A week or two before I started to notice all of this, I had increased my thyroid medication from 100ug to 125ug a day. I’ve changed my dose so many times over the years, I don’t give it a second thought. I certainly don’t monitor my body’s reactions because I am an expert at ignoring the signs, even when they’re not subtle. Just like when I was a workaholic and feeling these same physical symptoms, but thought they were just from job pressure.

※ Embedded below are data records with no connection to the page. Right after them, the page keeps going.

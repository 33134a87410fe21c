use bson::oid::ObjectId;
use eyre::{Error, Result};
use model::{session::Session, template::TrainingTemplate, training_type::TrainingType};
use storage::{template::TemplateStore, training_type::TrainingTypeStore};

/// Template/schedule provider boundary: recurring templates and the training
/// types they reference.
#[derive(Clone)]
pub struct Schedule {
    templates: TemplateStore,
    training_types: TrainingTypeStore,
}

impl Schedule {
    pub fn new(templates: TemplateStore, training_types: TrainingTypeStore) -> Self {
        Schedule {
            templates,
            training_types,
        }
    }

    pub async fn active_templates(
        &self,
        session: &mut Session,
    ) -> Result<Vec<TrainingTemplate>, Error> {
        self.templates.find_active(session).await
    }

    pub async fn training_type(
        &self,
        session: &mut Session,
        id: ObjectId,
    ) -> Result<Option<TrainingType>, Error> {
        self.training_types.get(session, id).await
    }

    pub async fn create_training_type(
        &self,
        session: &mut Session,
        training_type: TrainingType,
    ) -> Result<TrainingType> {
        self.training_types
            .insert(session, training_type.clone())
            .await?;
        Ok(training_type)
    }

    pub async fn create_template(
        &self,
        session: &mut Session,
        template: TrainingTemplate,
    ) -> Result<TrainingTemplate> {
        self.templates.insert(session, template.clone()).await?;
        Ok(template)
    }
}
use std::sync::Arc;

use bson::{doc, oid::ObjectId, to_bson};
use chrono::NaiveDate;
use eyre::Error;
use log::info;
use model::{
    session::Session,
    subscription::{StudentSubscription, Subscription},
};
use mongodb::{Collection, IndexModel};

use crate::session::Db;

const PRODUCTS: &str = "subscriptions";
const STUDENT_SUBSCRIPTIONS: &str = "student_subscriptions";

#[derive(Clone)]
pub struct SubscriptionsStore {
    collection: Arc<Collection<Subscription>>,
}

impl SubscriptionsStore {
    pub(crate) fn new(db: &Db) -> Self {
        SubscriptionsStore {
            collection: Arc::new(db.collection(PRODUCTS)),
        }
    }

    pub async fn insert(
        &self,
        session: &mut Session,
        subscription: Subscription,
    ) -> Result<(), Error> {
        info!("Inserting subscription: {:?}", subscription);
        self.collection
            .insert_one(subscription)
            .session(&mut **session)
            .await?;
        Ok(())
    }

    pub async fn get(
        &self,
        session: &mut Session,
        id: ObjectId,
    ) -> Result<Option<Subscription>, Error> {
        Ok(self
            .collection
            .find_one(doc! { "_id": id })
            .session(&mut **session)
            .await?)
    }
}

#[derive(Clone)]
pub struct StudentSubscriptionStore {
    collection: Arc<Collection<StudentSubscription>>,
}

impl StudentSubscriptionStore {
    pub(crate) async fn new(db: &Db) -> Result<Self, Error> {
        let collection: Collection<StudentSubscription> = db.collection(STUDENT_SUBSCRIPTIONS);
        collection
            .create_index(IndexModel::builder().keys(doc! { "student_id": 1 }).build())
            .await?;
        Ok(StudentSubscriptionStore {
            collection: Arc::new(collection),
        })
    }

    pub async fn insert(
        &self,
        session: &mut Session,
        subscription: &StudentSubscription,
    ) -> Result<(), Error> {
        self.collection
            .insert_one(subscription)
            .session(&mut **session)
            .await?;
        Ok(())
    }

    pub async fn get(
        &self,
        session: &mut Session,
        id: ObjectId,
    ) -> Result<Option<StudentSubscription>, Error> {
        Ok(self
            .collection
            .find_one(doc! { "_id": id })
            .session(&mut **session)
            .await?)
    }

    pub async fn find_by_student(
        &self,
        session: &mut Session,
        student_id: ObjectId,
    ) -> Result<Vec<StudentSubscription>, Error> {
        let mut cursor = self
            .collection
            .find(doc! { "student_id": student_id })
            .session(&mut **session)
            .await?;
        let mut subscriptions = Vec::new();
        while let Some(subscription) = cursor.next(&mut *session).await {
            subscriptions.push(subscription?);
        }
        Ok(subscriptions)
    }

    /// Candidates for auto-unfreeze: everything still carrying a freeze
    /// window. Expiry itself is checked by the caller.
    pub async fn find_frozen(
        &self,
        session: &mut Session,
    ) -> Result<Vec<StudentSubscription>, Error> {
        let mut cursor = self
            .collection
            .find(doc! { "freeze_end": { "$ne": bson::Bson::Null } })
            .session(&mut **session)
            .await?;
        let mut subscriptions = Vec::new();
        while let Some(subscription) = cursor.next(&mut *session).await {
            subscriptions.push(subscription?);
        }
        Ok(subscriptions)
    }

    /// Most recently ended subscription of the student on or before `date`;
    /// its leftovers may be carried into a new one.
    pub async fn find_latest_ended(
        &self,
        session: &mut Session,
        student_id: ObjectId,
        date: NaiveDate,
    ) -> Result<Option<StudentSubscription>, Error> {
        Ok(self
            .collection
            .find_one(doc! {
                "student_id": student_id,
                "end_date": { "$lte": to_bson(&date)? },
            })
            .sort(doc! { "end_date": -1 })
            .session(&mut **session)
            .await?)
    }

    pub async fn set_sessions_left(
        &self,
        session: &mut Session,
        id: ObjectId,
        sessions_left: u32,
    ) -> Result<(), Error> {
        self.collection
            .update_one(
                doc! { "_id": id },
                doc! { "$set": { "sessions_left": sessions_left } },
            )
            .session(&mut **session)
            .await?;
        Ok(())
    }

    pub async fn set_freeze(
        &self,
        session: &mut Session,
        id: ObjectId,
        start: Option<NaiveDate>,
        end: Option<NaiveDate>,
    ) -> Result<(), Error> {
        self.collection
            .update_one(
                doc! { "_id": id },
                doc! { "$set": {
                    "freeze_start": to_bson(&start)?,
                    "freeze_end": to_bson(&end)?,
                } },
            )
            .session(&mut **session)
            .await?;
        Ok(())
    }

    pub async fn set_auto_renewal_invoice(
        &self,
        session: &mut Session,
        id: ObjectId,
        invoice_id: ObjectId,
    ) -> Result<(), Error> {
        self.collection
            .update_one(
                doc! { "_id": id },
                doc! { "$set": { "auto_renewal_invoice_id": invoice_id } },
            )
            .session(&mut **session)
            .await?;
        Ok(())
    }
}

When the penny dropped (I was recently told that Americans don’t know that idiom — it means you put two and two together or the light bulb went off), that all of it is overactive thyroid, I was so excited, so soothed. And it was suddenly so very obvious. This is textbook. I’m not an anxious person, I never have been. My neuroses are canted more towards rumination and second-guessing. It’s a fine line, but this tight, breathless, buzzing, heart-hammering feeling in my chest is not normal and is awful. Such a sad thing to realise that, even after all this time, with my body yelling its head off, I blindly make excuses. I could be standing here, cold and jittery, with a handful of hair in one hand and my third sandwich in the other, saying, “Gosh, this trip planning is stressful.”

It reminds me of that scene in The Man With Two Brains when he’s looking at the portrait of his dead wife and asks her to give him a sign if his new girlfriend is bad news. After the ghost turns the room upside down, Steve Martin says, “Just any kind of sign. I’ll keep on the lookout for it. Meanwhile, I’ll just put you in the closet.”

I’ve been putting my body in the closet. I’m so happy to finally know without a doubt exactly what my hyperthyroid symptoms feel like and even happier to know I can fix it.